2人の誓い
薄明かりの中、時計塔の書庫は静寂に包まれていた。埃の舞う空間に、シルヴィアの手が一冊の古びた本をそっと開く。ページをめくる音が、静かな空気を切り裂くように響く。
ベンはその背後で、腕を組んで黙って立っていた。彼の視線は、シルヴィアの動きに注がれている。
「何か見つかったか?」
シルヴィアは振り返らずに答える。
「まだ、わからない。でも、何か手がかりがあるかもしれない。」
ベンは軽くため息をつき、手元の砂時計に目を向けた。シルヴィアが大切にしているその時計は、いつも彼女の手元にあった。

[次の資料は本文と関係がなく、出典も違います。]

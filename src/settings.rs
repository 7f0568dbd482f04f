use {super::*, options::Options};

pub const MIN_ENONCE2_SIZE: usize = 2;
pub const MAX_ENONCE2_SIZE: usize = 8;

#[derive(
    Clone, Copy, Debug, Default, PartialEq, Eq, Deserialize, Serialize, clap::ValueEnum,
)]
#[serde(rename_all = "lowercase")]
pub enum Network {
    #[default]
    Mainnet,
    Testnet,
    Regtest,
}

impl Network {
    pub fn address_versions(self) -> AddressVersions {
        match self {
            Self::Mainnet => AddressVersions::MAINNET,
            Self::Testnet | Self::Regtest => AddressVersions::TESTNET,
        }
    }
}

impl Display for Network {
    fn fmt(&self, f: &mut Formatter) -> fmt::Result {
        f.write_str(match self {
            Self::Mainnet => "mainnet",
            Self::Testnet => "testnet",
            Self::Regtest => "regtest",
        })
    }
}

impl FromStr for Network {
    type Err = anyhow::Error;

    fn from_str(s: &str) -> Result<Self, Self::Err> {
        match s {
            "mainnet" | "main" => Ok(Self::Mainnet),
            "testnet" | "test" => Ok(Self::Testnet),
            "regtest" => Ok(Self::Regtest),
            _ => Err(anyhow!("invalid network `{s}`")),
        }
    }
}

/// JSON config file structure. Every field is optional so that a file, the
/// environment and the command line can each contribute part of it.
#[derive(Debug, Clone, Default, PartialEq, Deserialize, Serialize)]
#[serde(default, deny_unknown_fields, rename_all = "camelCase")]
pub struct Config {
    pub recipients: Option<Vec<RewardRecipient>>,
    pub pool_wallet_address: Option<String>,
    pub support_transaction_messages: Option<bool>,
    pub pool_tag: Option<String>,
    pub message: Option<String>,
    pub network: Option<Network>,
    pub pubkey_hash_version: Option<u8>,
    pub script_hash_version: Option<u8>,
    pub extranonce2_size: Option<usize>,
}

impl Config {
    pub fn load(path: &Path) -> anyhow::Result<Self> {
        serde_json::from_str(
            &fs::read_to_string(path)
                .with_context(|| format!("failed to open config file `{}`", path.display()))?,
        )
        .with_context(|| format!("failed to deserialize config file `{}`", path.display()))
    }

    fn from_options(options: &Options) -> Self {
        Self {
            recipients: (!options.recipients.is_empty()).then(|| options.recipients.clone()),
            pool_wallet_address: options.pool_wallet_address.clone(),
            support_transaction_messages: options.support_transaction_messages.then_some(true),
            pool_tag: options.pool_tag.clone(),
            message: options.message.clone(),
            network: options.network,
            pubkey_hash_version: options.pubkey_hash_version,
            script_hash_version: options.script_hash_version,
            extranonce2_size: options.extranonce2_size,
        }
    }

    fn from_env(env: &BTreeMap<String, String>) -> anyhow::Result<Self> {
        let get_bool = |key: &str| {
            env.get(key)
                .map(|value| !value.is_empty() && value != "0" && value.to_lowercase() != "false")
        };

        let get_string = |key: &str| env.get(key).cloned();

        let get_u8 = |key: &str| -> anyhow::Result<Option<u8>> {
            env.get(key)
                .map(|int| int.parse::<u8>())
                .transpose()
                .with_context(|| format!("failed to parse environment variable GENTX_{key} as u8"))
        };

        let get_usize = |key: &str| -> anyhow::Result<Option<usize>> {
            env.get(key)
                .map(|int| int.parse::<usize>())
                .transpose()
                .with_context(|| {
                    format!("failed to parse environment variable GENTX_{key} as usize")
                })
        };

        let network = env
            .get("NETWORK")
            .map(|network| network.parse::<Network>())
            .transpose()
            .context("failed to parse environment variable GENTX_NETWORK as network")?;

        let recipients = env
            .get("RECIPIENTS")
            .map(|recipients| {
                recipients
                    .split(',')
                    .map(str::trim)
                    .filter(|recipient| !recipient.is_empty())
                    .map(|recipient| recipient.parse::<RewardRecipient>())
                    .collect::<Result<Vec<_>>>()
            })
            .transpose()
            .context("failed to parse environment variable GENTX_RECIPIENTS")?;

        Ok(Self {
            recipients,
            pool_wallet_address: get_string("POOL_WALLET_ADDRESS"),
            support_transaction_messages: get_bool("SUPPORT_TRANSACTION_MESSAGES"),
            pool_tag: get_string("POOL_TAG"),
            message: get_string("MESSAGE"),
            network,
            pubkey_hash_version: get_u8("PUBKEY_HASH_VERSION")?,
            script_hash_version: get_u8("SCRIPT_HASH_VERSION")?,
            extranonce2_size: get_usize("EXTRANONCE2_SIZE")?,
        })
    }

    /// Merge self with another layer, self takes priority.
    fn or(self, other: Self) -> Self {
        Self {
            recipients: self.recipients.or(other.recipients),
            pool_wallet_address: self.pool_wallet_address.or(other.pool_wallet_address),
            support_transaction_messages: self
                .support_transaction_messages
                .or(other.support_transaction_messages),
            pool_tag: self.pool_tag.or(other.pool_tag),
            message: self.message.or(other.message),
            network: self.network.or(other.network),
            pubkey_hash_version: self.pubkey_hash_version.or(other.pubkey_hash_version),
            script_hash_version: self.script_hash_version.or(other.script_hash_version),
            extranonce2_size: self.extranonce2_size.or(other.extranonce2_size),
        }
    }
}

/// Fully resolved and validated configuration.
#[derive(Debug, Clone, Serialize)]
#[serde(rename_all = "camelCase")]
pub struct Settings {
    network: Network,
    address_versions: AddressVersions,
    rewards: RewardConfig,
    #[serde(skip)]
    resolved: ResolvedRewards,
    support_transaction_messages: bool,
    pool_tag: String,
    message: String,
    extranonce2_size: usize,
}

impl Settings {
    /// Load settings from all sources with proper priority
    pub fn load(options: Options) -> anyhow::Result<Self> {
        let mut env = BTreeMap::<String, String>::new();

        for (var, value) in std::env::vars_os() {
            let Some(var) = var.to_str() else {
                continue;
            };

            let Some(key) = var.strip_prefix("GENTX_") else {
                continue;
            };

            env.insert(
                key.into(),
                value.into_string().map_err(|value| {
                    anyhow!(
                        "environment variable `{var}` not valid unicode: `{}`",
                        value.to_string_lossy()
                    )
                })?,
            );
        }

        Self::merge(options, env)
    }

    /// Merge command line options, environment, config file and defaults, in that order.
    pub fn merge(options: Options, env: BTreeMap<String, String>) -> anyhow::Result<Self> {
        let config = Config::from_options(&options).or(Config::from_env(&env)?);

        let config = match Self::find_config_path(&options, &env) {
            Some(path) => {
                debug!("Loading config file `{}`", path.display());
                config.or(Config::load(&path)?)
            }
            None => config,
        };

        Self::from_config(config)
    }

    fn find_config_path(options: &Options, env: &BTreeMap<String, String>) -> Option<PathBuf> {
        if let Some(path) = options
            .config
            .clone()
            .or_else(|| env.get("CONFIG").map(PathBuf::from))
        {
            return Some(path);
        }

        if let Some(dir) = options
            .config_dir
            .clone()
            .or_else(|| env.get("CONFIG_DIR").map(PathBuf::from))
        {
            let path = dir.join("gentx.json");
            if path.exists() {
                return Some(path);
            }
        }

        let path = dirs::config_dir()?.join("gentx").join("gentx.json");

        path.exists().then_some(path)
    }

    /// Apply defaults and validate.
    pub fn from_config(config: Config) -> anyhow::Result<Self> {
        let network = config.network.unwrap_or_default();

        let defaults = network.address_versions();

        let address_versions = AddressVersions {
            pubkey_hash: config.pubkey_hash_version.unwrap_or(defaults.pubkey_hash),
            script_hash: config.script_hash_version.unwrap_or(defaults.script_hash),
        };

        ensure!(
            address_versions.pubkey_hash != address_versions.script_hash,
            "pubkey hash and script hash version bytes must differ, both are {:#04x}",
            address_versions.pubkey_hash
        );

        let extranonce2_size = config.extranonce2_size.unwrap_or(DEFAULT_ENONCE2_SIZE);

        ensure!(
            (MIN_ENONCE2_SIZE..=MAX_ENONCE2_SIZE).contains(&extranonce2_size),
            "extranonce2 size must be between {MIN_ENONCE2_SIZE} and {MAX_ENONCE2_SIZE} bytes, got {extranonce2_size}"
        );

        let pool_wallet_address = config.pool_wallet_address.context(
            "no pool wallet address configured, pass `--pool-wallet-address` or set `poolWalletAddress`",
        )?;

        let rewards = RewardConfig::new(config.recipients.unwrap_or_default(), pool_wallet_address)
            .context("invalid reward configuration")?;

        let resolved = rewards
            .resolve(address_versions)
            .context("invalid reward configuration")?;

        let settings = Self {
            network,
            address_versions,
            rewards,
            resolved,
            support_transaction_messages: config.support_transaction_messages.unwrap_or_default(),
            pool_tag: config.pool_tag.unwrap_or_else(|| DEFAULT_POOL_TAG.into()),
            message: config.message.unwrap_or_else(|| DEFAULT_MESSAGE.into()),
            extranonce2_size,
        };

        info!(
            "Paying {} recipients and pool wallet {} on {network}",
            settings.rewards.recipients().len(),
            settings.rewards.pool_wallet(),
        );

        Ok(settings)
    }

    pub fn network(&self) -> Network {
        self.network
    }

    pub fn address_versions(&self) -> AddressVersions {
        self.address_versions
    }

    pub fn rewards(&self) -> &RewardConfig {
        &self.rewards
    }

    pub fn resolved_rewards(&self) -> &ResolvedRewards {
        &self.resolved
    }

    pub fn extranonce2_size(&self) -> usize {
        self.extranonce2_size
    }

    pub fn extranonce_counter(&self) -> ExtraNonceCounter {
        ExtraNonceCounter::new(0, self.extranonce2_size)
    }

    pub fn generation_options(&self, timestamp: u64) -> GenerationOptions {
        GenerationOptions {
            pool_tag: self.pool_tag.clone(),
            message: self.message.clone(),
            support_transaction_messages: self.support_transaction_messages,
            timestamp,
        }
    }
}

「これ、私の大切なもの。時間を少しだけ戻す力があるの。」
ベンは驚きの表情を浮かべた。砂時計がそんな力を持つなんて、想像もしていなかった。
「でも、使いすぎると体に負担がかかる。だから、もう使わないようにしてたの。」
シルヴィアの目には、過去の記憶が浮かんでいるようだった。ベンはその手をそっと握りしめた。彼女の痛みを少しでも和らげたかった。
「シルヴィア、俺も手伝うよ。」
彼女は驚いたように顔を上げた。
「でも、あなたは――」
「俺はこの世界のこと、何も知らない。でも、お前が辛い思いをしているのを見ているのは辛いんだ。」
ベンの言葉に、シルヴィアはしばらく黙っていた。やがて、彼女は小さく頷いた。
「ありがとう。でも、私は――」
「俺がついていく。お前が一人で抱え込む必要はない。」
シルヴィアはベンの言葉に、少しだけ安心したような表情を浮かべた。
「わかった。じゃあ、一緒に行こう。」
二人は静かに、時計塔を後にした。新たな旅路が、今、始まろうとしていた。